Add a hold at the end of the bisque schedule, if the kiln is really packed you might not be getting an even cone 04 in all areas of the kiln which could give you random issues with glazes because all the impurities have not burned out of the clay. Once you do this, test a few pieces, do they still throw random glaze imperfections?

If so...

 

Try adding a hold to your glaze schedule.

 

I had one glaze that gave me random pinholes no matter what I did UNTIL I added a soak at the end of my glaze firing schedule. It took some playing around with ^5, 6 and 7 on ALL the shelves for every firing until I got the issue solved and then I marked what a perfect bend looked like for that schedule. For me I had to do a cone offset with a hold to get perfection. Now every time I fire I do a little drawing of the cones bend on my kiln log page. If I get a cone that hasn't bent "perfectly" I make note of it, if it happens twice I know there is an issue I need to deal with.

 

Telling you to add a 5, 10 or whatever minute hold to your schedule might not necessarily work for your work, glazes, kiln, firing schedule. It's a good starting point but you need to realize every kiln fires a bit differently depending on a lot of factors. You will need to decide I am going to try a ___ minute hold, then check your cones and pots and see if you have achieved what you need to. When doing this it's important to use a cone under (5), target cone (6), and a cone over (7) for a cone 6 firing, so you can see where you are from your target temperature and adjust accordingly. You might even want to record where each piece was located in the kiln, that way if it's the same spot in the kiln giving you pots with holes then you know you have a cold spot and that particular glaze needs a hotter spot to smooth over.
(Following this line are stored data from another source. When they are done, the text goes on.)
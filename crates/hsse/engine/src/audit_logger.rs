//! Audit logger: the single writer of audit entries
//!
//! Every committed transaction carries exactly one audit append, so a
//! status change and the entry documenting it land together or not at
//! all. The log is read back per Event in append order and can be
//! re-verified against its hash chain.

use hsse_storage::{LifecycleStore, QueryWindow, Transaction};
use hsse_types::{
    AuditAppend, AuditLogEntry, EntityKind, EventId, LifecycleResult, RequestContext, TenantId,
};
use serde::{Deserialize, Serialize};
use std::sync::Arc;

/// Builder for one audit append
#[derive(Clone, Debug)]
pub struct AuditRecord(AuditAppend);

impl AuditRecord {
    pub fn new(
        ctx: &RequestContext,
        event_id: &EventId,
        entity_kind: EntityKind,
        entity_id: impl std::fmt::Display,
        action: impl Into<String>,
    ) -> Self {
        Self(AuditAppend {
            tenant_id: ctx.tenant_id.clone(),
            event_id: event_id.clone(),
            related_event_id: None,
            entity_kind,
            entity_id: entity_id.to_string(),
            actor_id: ctx.actor_id.clone(),
            action: action.into(),
            old_value: None,
            new_value: None,
            notes: None,
            timestamp: ctx.now,
        })
    }

    pub fn from_value(mut self, old: impl Into<String>) -> Self {
        self.0.old_value = Some(old.into());
        self
    }

    pub fn to_value(mut self, new: impl Into<String>) -> Self {
        self.0.new_value = Some(new.into());
        self
    }

    pub fn notes(mut self, notes: Option<&str>) -> Self {
        self.0.notes = notes.map(str::to_string);
        self
    }

    pub fn build(self) -> AuditAppend {
        self.0
    }
}

/// Outcome of re-walking the hash chain
#[derive(Clone, Debug, PartialEq, Eq, Serialize, Deserialize)]
pub struct ChainVerification {
    pub entries_checked: usize,
    pub intact: bool,
    /// Sequence of the first entry whose hash or link does not match
    pub first_broken_sequence: Option<u64>,
    pub latest_hash: Option<String>,
}

#[derive(Clone)]
pub struct AuditLogger {
    store: Arc<dyn LifecycleStore>,
}

impl AuditLogger {
    pub fn new(store: Arc<dyn LifecycleStore>) -> Self {
        Self { store }
    }

    /// Commit `tx` and return the entry it appended
    pub async fn append(&self, tx: Transaction) -> LifecycleResult<AuditLogEntry> {
        let entry = self.store.commit(tx).await?;
        tracing::trace!(
            tenant = %entry.tenant_id,
            event_id = %entry.event_id,
            sequence = entry.sequence,
            action = %entry.action,
            "Audit entry appended"
        );
        Ok(entry)
    }

    /// Entries for one Event in append order
    pub async fn history(
        &self,
        tenant: &TenantId,
        event_id: &EventId,
    ) -> LifecycleResult<Vec<AuditLogEntry>> {
        Ok(self.store.history(tenant, event_id).await?)
    }

    /// Re-walk the whole store's chain
    pub async fn verify_chain(&self) -> LifecycleResult<ChainVerification> {
        let entries = self.store.list_audit(QueryWindow::default()).await?;
        Ok(Self::verify_entries(&entries))
    }

    /// Check hashes, links and sequence continuity of `entries`, which
    /// must start at the head of the log
    pub fn verify_entries(entries: &[AuditLogEntry]) -> ChainVerification {
        let mut previous: Option<&AuditLogEntry> = None;
        let mut first_broken_sequence = None;

        for (index, entry) in entries.iter().enumerate() {
            let expected_sequence = index as u64 + 1;
            let linked = entry.previous_hash.as_deref() == previous.map(|p| p.hash.as_str());
            if entry.sequence != expected_sequence || !linked || !entry.hash_matches() {
                first_broken_sequence = Some(entry.sequence);
                break;
            }
            previous = Some(entry);
        }

        if let Some(sequence) = first_broken_sequence {
            tracing::warn!(sequence, "Audit chain broken");
        }

        ChainVerification {
            entries_checked: entries.len(),
            intact: first_broken_sequence.is_none(),
            first_broken_sequence,
            latest_hash: entries.last().map(|e| e.hash.clone()),
        }
    }
}
impl Replayer {
    pub fn new(script: &Script, config: EngineConfig) -> Self {
        let tenant = TenantId::new(script.tenant.as_str());
        let guard = script
            .grants
            .iter()
            .fold(StaticAuthorizationGuard::new(), |guard, (actor, caps)| {
                guard.with_grant(&tenant, &ActorId::new(actor.as_str()), caps.iter().copied())
            });
        Self {
            engine: ApprovalOrchestrator::in_memory(guard, config),
            tenant,
            aliases: HashMap::new(),
        }
    }

    pub async fn run(mut self, steps: &[Step]) -> Result<ReplayReport> {
        let mut reports = Vec::with_capacity(steps.len());
        for (index, step) in steps.iter().enumerate() {
            let ctx = RequestContext::new(self.tenant.clone(), ActorId::new(step.actor.as_str()));
            let result = self.apply(&ctx, &step.op).await?;
            let report = match (result, step.expect) {
                (Ok(produced), None) => {
                    if let Some(alias) = &step.bind {
                        self.aliases.insert(alias.clone(), produced.id.clone());
                    }
                    tracing::info!(index, op = step.op.name(), status = %produced.status, "Step applied");
                    StepReport {
                        index,
                        op: step.op.name(),
                        actor: step.actor.clone(),
                        outcome: produced.status,
                        record: Some(produced.record),
                    }
                }
                (Err(err), Some(expected)) if err.reason_code() == expected => StepReport {
                    index,
                    op: step.op.name(),
                    actor: step.actor.clone(),
                    outcome: expected.as_str().to_string(),
                    record: None,
                },
                (Ok(_), Some(expected)) => {
                    bail!("step {index} ({}) succeeded, expected {expected}", step.op.name())
                }
                (Err(err), _) => {
                    return Err(anyhow!(err).context(format!("step {index} ({}) failed", step.op.name())))
                }
            };
            reports.push(report);
        }

        let chain = self.engine.verify_audit_chain().await?;
        Ok(ReplayReport {
            steps: reports,
            chain,
        })
    }

    fn resolve(&self, name: &str) -> String {
        self.aliases
            .get(name)
            .cloned()
            .unwrap_or_else(|| name.to_string())
    }

    fn event(&self, name: &str) -> EventId {
        EventId::new(self.resolve(name))
    }

    fn action(&self, name: &str) -> ActionId {
        ActionId::new(self.resolve(name))
    }

    /// Outer error: the step could not be reported. Inner: the engine
    /// refused the operation.
    async fn apply(
        &self,
        ctx: &RequestContext,
        op: &Op,
    ) -> Result<Result<Produced, LifecycleError>> {
        let engine = &self.engine;

        macro_rules! event_step {
            ($call:expr) => {
                match $call.await {
                    Ok(e) => Ok(Produced::new(e.id.as_str(), e.status.as_str(), &e)?),
                    Err(err) => Err(err),
                }
            };
        }
        macro_rules! action_step {
            ($call:expr) => {
                match $call.await {
                    Ok(a) => Ok(Produced::new(a.id.as_str(), a.status.as_str(), &a)?),
                    Err(err) => Err(err),
                }
            };
        }

        let produced = match op {
            Op::SubmitEvent { event } => event_step!(engine.submit_event(ctx, event.clone())),
            Op::ForwardToDepartment { event } => {
                event_step!(engine.forward_to_department(ctx, &self.event(event)))
            }
            Op::StartInvestigation {
                event,
                investigator,
            } => event_step!(engine.start_investigation(
                ctx,
                &self.event(event),
                ActorId::new(investigator.as_str())
            )),
            Op::RequestEscalation { event, notes } => {
                event_step!(engine.request_escalation(ctx, &self.event(event), notes))
            }
            Op::RejectObservation { event, notes } => {
                event_step!(engine.reject_observation(ctx, &self.event(event), notes))
            }
            Op::DecideEscalationReview {
                event,
                outcome,
                notes,
                investigator,
            } => {
                let result = engine
                    .decide_escalation_review(
                        ctx,
                        &self.event(event),
                        *outcome,
                        notes.as_deref(),
                        investigator.as_deref().map(ActorId::new),
                    )
                    .await;
                match result {
                    // Binding an upgrade points the alias at the new incident
                    Ok(review) => {
                        let target = review.upgraded.as_ref().unwrap_or(&review.source);
                        Ok(Produced::new(
                            target.id.as_str(),
                            review.source.status.as_str(),
                            &review.decision,
                        )?)
                    }
                    Err(err) => Err(err),
                }
            }
            Op::DecideRejectionReview {
                event,
                outcome,
                notes,
            } => match engine
                .decide_rejection_review(ctx, &self.event(event), *outcome, notes)
                .await
            {
                Ok(review) => Ok(Produced::new(
                    review.event.id.as_str(),
                    review.event.status.as_str(),
                    &review.decision,
                )?),
                Err(err) => Err(err),
            },
            Op::RecordCausalFactor {
                event,
                kind,
                description,
            } => match engine
                .record_causal_factor(ctx, &self.event(event), *kind, description)
                .await
            {
                Ok(f) => Ok(Produced::new(f.id.as_str(), f.kind.label(), &f)?),
                Err(err) => Err(err),
            },
            Op::SubmitForValidation { event } => {
                event_step!(engine.submit_for_validation(ctx, &self.event(event)))
            }
            Op::DecideHsseValidation {
                event,
                verdict,
                notes,
            } => event_step!(engine.decide_hsse_validation(
                ctx,
                &self.event(event),
                *verdict,
                notes.as_deref()
            )),
            Op::SubmitViolation {
                event,
                contractor,
                penalty_amount_minor,
                currency,
            } => event_step!(engine.submit_violation(
                ctx,
                &self.event(event),
                ViolationDetermination::new(contractor.as_str(), *penalty_amount_minor, currency.as_str())
            )),
            Op::DecideContractControllerApproval {
                event,
                verdict,
                notes,
            } => event_step!(engine.decide_contract_controller_approval(
                ctx,
                &self.event(event),
                *verdict,
                notes.as_deref()
            )),
            Op::AssignCorrectiveAction {
                event,
                title,
                owner,
                due_in_days,
                factor,
            } => {
                let mut new = NewCorrectiveAction::new(
                    title.as_str(),
                    ActorId::new(owner.as_str()),
                    ctx.now + Duration::days(*due_in_days),
                );
                new.factor_id = factor.as_deref().map(|f| FactorId::new(self.resolve(f)));
                action_step!(engine.assign_corrective_action(ctx, &self.event(event), new))
            }
            Op::StartAction { action } => {
                action_step!(engine.start_action(ctx, &self.action(action)))
            }
            Op::CompleteAction { action, notes } => {
                action_step!(engine.complete_action(ctx, &self.action(action), notes.as_deref()))
            }
            Op::VerifyAction {
                action,
                verdict,
                notes,
            } => action_step!(engine.verify_action(
                ctx,
                &self.action(action),
                *verdict,
                notes.as_deref()
            )),
            Op::CloseAction { action } => {
                action_step!(engine.close_action(ctx, &self.action(action)))
            }
            Op::RequestExtension {
                action,
                extend_by_days,
                reason,
            } => {
                let action_id = self.action(action);
                let current = match engine.action(ctx, &action_id).await {
                    Ok(a) => a,
                    Err(err) => return Ok(Err(err)),
                };
                let requested = current.due_date + Duration::days(*extend_by_days);
                action_step!(engine.request_extension(ctx, &action_id, requested, reason))
            }
            Op::DecideExtension {
                extension,
                decision,
                notes,
            } => action_step!(engine.decide_extension(
                ctx,
                &ExtensionId::new(self.resolve(extension)),
                *decision,
                notes.as_deref()
            )),
            Op::CanRequestClosure { event, checklist } => {
                match engine
                    .can_request_closure(ctx, &self.event(event), checklist)
                    .await
                {
                    Ok(assessment) => {
                        let outcome = if assessment.allowed { "allowed" } else { "blocked" };
                        Ok(Produced::new(self.resolve(event), outcome, &assessment)?)
                    }
                    Err(err) => Err(err),
                }
            }
            Op::RequestClosure { event, checklist } => {
                event_step!(engine.request_closure(ctx, &self.event(event), checklist))
            }
            Op::SelfClose { event, checklist } => {
                event_step!(engine.self_close(ctx, &self.event(event), checklist))
            }
            Op::FinalClose { event, notes } => {
                event_step!(engine.final_close(ctx, &self.event(event), notes.as_deref()))
            }
            Op::SoftDeleteEvent { event } => match engine
                .soft_delete_event(ctx, &self.event(event))
                .await
            {
                Ok(e) => Ok(Produced::new(e.id.as_str(), "deleted", &e)?),
                Err(err) => Err(err),
            },
        };
        Ok(produced)
    }
}
//! Peer descriptors handed to the resolver by the rest of the control plane.
//!
//! These mirror the registry API objects closely enough to carry the fields
//! the broker needs; they are deserializable so callers can feed them
//! straight from registry responses.

use std::collections::HashMap;
use std::path::PathBuf;

use serde::{Deserialize, Serialize};

/// A network-service provider instance as known to the registry.
#[derive(Debug, Clone, PartialEq, Eq, Serialize, Deserialize)]
pub struct NetworkServiceEndpoint {
    /// Endpoint name; the identity used for workspace lookups.
    pub name: String,
    /// Network service this endpoint provides.
    pub network_service_name: String,
    /// Name of the manager the endpoint registered with.
    #[serde(default)]
    pub network_service_manager_name: String,
    /// Free-form labels.
    #[serde(default)]
    pub labels: HashMap<String, String>,
}

/// Registration record for a local endpoint.
#[derive(Debug, Clone, PartialEq, Eq, Serialize, Deserialize)]
pub struct NseRegistration {
    /// The registered endpoint.
    pub network_service_endpoint: NetworkServiceEndpoint,
}

impl NseRegistration {
    /// Returns the endpoint identity used to locate its workspace.
    #[must_use]
    pub fn endpoint_name(&self) -> &str {
        &self.network_service_endpoint.name
    }
}

/// A sibling control-plane instance reachable over TCP.
#[derive(Debug, Clone, PartialEq, Eq, Serialize, Deserialize)]
pub struct NetworkServiceManager {
    /// Manager name.
    pub name: String,
    /// `host:port` the manager serves its remote API on.
    pub url: String,
}

/// A per-node dataplane agent and the socket it advertises.
#[derive(Debug, Clone, PartialEq, Eq, Serialize, Deserialize)]
pub struct Dataplane {
    /// Name the dataplane registered under.
    pub registered_name: String,
    /// Unix socket the dataplane listens on.
    pub socket_location: PathBuf,
}

/// Source of dataplane selections, typically the control-plane model.
pub trait DataplaneSource: Send + Sync {
    /// Returns a dataplane if one is currently available.
    fn select_dataplane(&self) -> Option<Dataplane>;
}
I also mark on the side of each used cone the date and location it was used in the kiln so I can compare if I have future issues.

 

Is it possible to be there when the kiln is loaded? You can learn lots by just knowing where your pieces are placed in the kiln. Learning how to load and program a kiln is very valuable information. Before I got my own kiln I volunteered whenever I could to help load the kiln, I learned a lot. I ALSO learned I wanted my own kiln so I could control my results better, nothing like putting in all that work just to lose it because your piece was set someplace it didn't like in the kiln, or next to another piece that reacted to it badly.

 

You do know you can grinding the bad spot (wear a mask!) reglaze that spot and re-fire yes? It sometimes works sometimes doesn't but I did this while tweaking my holds and learned a lot about doing that too in the process. You can't just put more glaze over the bad spot as it tends to give you a reglazed bump, I found grinding off the offending spot then heating up the pot and dabbing new glaze on it worked well.

 

As for SANDING bone dry pottery PLEASE DONT DO IT! Google "silicosis", it's not something you want to develop. By sanding your pieces you are putting lots of fine particles in the air and they go straight into your lungs... And stay there. The particles can remain airborn for up to a day and they settle on all the surfaces around you only to be reintroduced to the air when someone else uses those areas. Sanding bone dry pottery is not only dangerous to you it is also dangerous to those around you.

 

You said your clay has very little grog so you should be able to use a wet (damp) sponge to easily smooth out any rough spots on your pots without exposing any grog. You will be amazed at how well it works. IF you absolutely must sand or abrade the dry clay surface do it outside away from the building while wearing a protective mask and ask others to do so as well or to leave the area.